By Deirdre Manion-Fischer

Tamirat Ali spent last summer growing fungi in Jonathan Schilling’s lab at the University of Minnesota. He was studying ways to mitigate climate change by measuring the ability of fungi to capture methane. The technique, called biofiltration, relies on fungi to capture pollutants and bacteria to degrade them. While other research has focused on optimizing bacterial degradation, Schilling and Ali suspected they could find a more efficient fungus to optimize methane capture.

Over the course of the summer, Ali injected methane into glass vials containing tiny blocks of wood inoculated with fungi. Twenty-four hours later, he measured the decrease in methane. One type of white-rot fungus (Ganoderma lucidum) used in traditional Chinese medicine worked better at capturing methane than the species widely used in bioremediation (Pleurotus ostreatus). His success earned him a competitive travel award to attend the Emerging Researchers National (ERN) Conference where he presented his results in Washington D.C. earlier this month.

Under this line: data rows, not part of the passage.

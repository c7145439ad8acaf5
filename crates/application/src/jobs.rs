use std::sync::Arc;

use scanshelf_domain::{DocumentId, EncodedPage, ExportRecord, ExportSettings, Page};
use tracing::{debug, info, warn};

use crate::{
    ApplicationError, AssetStore, CacheCleanReport, CatalogRepository, Clock, ExportWriter,
    NewExport, PageRenderer, RenderOutcome, ThumbnailArtifact,
};

/// Work that runs off the interactive path. A job either succeeds as a whole
/// or fails; there is no partial progress and no retry.
#[derive(Debug, Clone, PartialEq)]
pub enum Job {
    CleanCache {
        max_bytes: u64,
    },
    /// Thumbnails for one page, or for every page when `page_index` is `None`.
    Thumbnails {
        document_id: DocumentId,
        page_index: Option<u32>,
        max_edge: u32,
    },
    /// Persists final renders. Without a page index only pages whose edit
    /// record changed since their last render are processed.
    Render {
        document_id: DocumentId,
        page_index: Option<u32>,
        quality: u8,
    },
    Export {
        document_id: DocumentId,
        settings: ExportSettings,
    },
}

impl Job {
    pub fn name(&self) -> &'static str {
        match self {
            Self::CleanCache { .. } => "clean_cache",
            Self::Thumbnails { .. } => "thumbnails",
            Self::Render { .. } => "render",
            Self::Export { .. } => "export",
        }
    }
}

#[derive(Debug, Clone, PartialEq)]
pub enum JobReport {
    CacheCleaned(CacheCleanReport),
    Thumbnails(Vec<ThumbnailArtifact>),
    Rendered { persisted: usize, superseded: usize },
    Exported(ExportRecord),
}

pub struct JobRunner {
    catalog: Arc<dyn CatalogRepository>,
    assets: Arc<dyn AssetStore>,
    renderer: Arc<dyn PageRenderer>,
    exporter: Arc<dyn ExportWriter>,
    clock: Arc<dyn Clock>,
}

impl JobRunner {
    pub fn new(
        catalog: Arc<dyn CatalogRepository>,
        assets: Arc<dyn AssetStore>,
        renderer: Arc<dyn PageRenderer>,
        exporter: Arc<dyn ExportWriter>,
        clock: Arc<dyn Clock>,
    ) -> Self {
        Self {
            catalog,
            assets,
            renderer,
            exporter,
            clock,
        }
    }

    pub fn run(&self, job: &Job) -> Result<JobReport, ApplicationError> {
        let report = match job {
            Job::CleanCache { max_bytes } => {
                JobReport::CacheCleaned(self.assets.clean_cache(*max_bytes)?)
            }
            Job::Thumbnails {
                document_id,
                page_index,
                max_edge,
            } => JobReport::Thumbnails(self.thumbnails(document_id, *page_index, *max_edge)?),
            Job::Render {
                document_id,
                page_index,
                quality,
            } => self.render(document_id, *page_index, *quality)?,
            Job::Export {
                document_id,
                settings,
            } => JobReport::Exported(self.export(document_id, settings)?),
        };
        info!(job = job.name(), "job finished");
        Ok(report)
    }

    fn thumbnails(
        &self,
        document_id: &DocumentId,
        page_index: Option<u32>,
        max_edge: u32,
    ) -> Result<Vec<ThumbnailArtifact>, ApplicationError> {
        let pages = self.target_pages(document_id, page_index)?;
        let (artifacts, failed) = collect_per_page(document_id, &pages, |page| {
            self.renderer
                .render_thumbnail(document_id, page.index, max_edge)
        });
        fail_on_pages(document_id, failed)?;
        Ok(artifacts)
    }

    fn render(
        &self,
        document_id: &DocumentId,
        page_index: Option<u32>,
        quality: u8,
    ) -> Result<JobReport, ApplicationError> {
        let pages: Vec<Page> = match page_index {
            Some(_) => self.target_pages(document_id, page_index)?,
            None => self
                .target_pages(document_id, None)?
                .into_iter()
                .filter(Page::needs_render)
                .collect(),
        };
        let (outcomes, failed) = collect_per_page(document_id, &pages, |page| {
            self.renderer
                .render_and_persist(document_id, page.index, quality)
        });
        fail_on_pages(document_id, failed)?;

        let superseded = outcomes
            .iter()
            .filter(|outcome| matches!(outcome, RenderOutcome::Superseded))
            .count();
        Ok(JobReport::Rendered {
            persisted: outcomes.len() - superseded,
            superseded,
        })
    }

    fn export(
        &self,
        document_id: &DocumentId,
        settings: &ExportSettings,
    ) -> Result<ExportRecord, ApplicationError> {
        let pages = self.target_pages(document_id, None)?;
        if pages.is_empty() {
            return Err(ApplicationError::InvalidInput(format!(
                "document {document_id} has no pages to export"
            )));
        }

        let (encoded, failed): (Vec<EncodedPage>, Vec<u32>) =
            collect_per_page(document_id, &pages, |page| {
                self.renderer
                    .render_final_jpeg(document_id, page.index, settings.quality)
            });
        fail_on_pages(document_id, failed)?;

        let version = self
            .catalog
            .list_exports(document_id)?
            .len() as u32
            + 1;
        let destination = self
            .assets
            .export_path(document_id, version, settings.kind)?;
        self.exporter
            .write_export(settings.kind, &encoded, &destination)?;

        let settings_json = serde_json::to_string(settings)
            .map_err(|error| ApplicationError::Persistence(error.to_string()))?;
        let record = self.catalog.insert_export(&NewExport {
            document_id: document_id.clone(),
            kind: settings.kind,
            artifact_path: destination.to_string_lossy().to_string(),
            settings_json,
            created_at: self.clock.now_timestamp_string(),
        })?;
        debug!(document = %document_id, version, pages = encoded.len(), "export written");
        Ok(record)
    }

    fn target_pages(
        &self,
        document_id: &DocumentId,
        page_index: Option<u32>,
    ) -> Result<Vec<Page>, ApplicationError> {
        if self.catalog.find_document(document_id)?.is_none() {
            return Err(ApplicationError::NotFound(format!("document {document_id}")));
        }
        match page_index {
            Some(index) => {
                let page = self.catalog.find_page(document_id, index)?.ok_or_else(|| {
                    ApplicationError::NotFound(format!("page {index} of document {document_id}"))
                })?;
                Ok(vec![page])
            }
            None => self.catalog.list_pages(document_id),
        }
    }
}

/// Runs `work` for every page; a failing page never stops its siblings.
fn collect_per_page<T>(
    document_id: &DocumentId,
    pages: &[Page],
    mut work: impl FnMut(&Page) -> Result<T, ApplicationError>,
) -> (Vec<T>, Vec<u32>) {
    let mut done = Vec::with_capacity(pages.len());
    let mut failed = Vec::new();
    for page in pages {
        match work(page) {
            Ok(value) => done.push(value),
            Err(error) => {
                warn!(
                    document = %document_id,
                    page = page.index,
                    fatal = error.is_fatal_for_page(),
                    %error,
                    "page failed"
                );
                failed.push(page.index);
            }
        }
    }
    (done, failed)
}

fn fail_on_pages(document_id: &DocumentId, failed: Vec<u32>) -> Result<(), ApplicationError> {
    if failed.is_empty() {
        return Ok(());
    }
    Err(ApplicationError::PagesFailed {
        document: document_id.clone(),
        pages: failed,
    })
}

A first-generation college student who grew up in Ethiopia, Ali immigrated to Minnesota three years ago. He joined the Schilling lab through a partnership between MnDRIVE and the NSF-funded North Star STEM Alliance. The partnership, now in its third year, connects minority students with summer research opportunities in bioremediation and neuromodulation.

Schilling, an associate professor of bioproducts and biosystems engineering and a member of the BioTechnology Institute, looks for people who are open to learning. “Science is the acknowledgment that we don’t know everything yet,” Schilling said. “We start with questions, not answers.”

A national success in Ali’s undergraduate career created the possibility for future opportunities in clinical research. Ali, who hopes to study medicine, was recently accepted into the 2017 Johns Hopkins Medicine Summer Internship Program. Currently a biology major at Minneapolis Community and Technical College (MCTC), he plans to continue his studies at the University of Minnesota this fall.

Deirdre Manion-Fischer works as a science writer at the University of Minnesota BioTechnology Institute.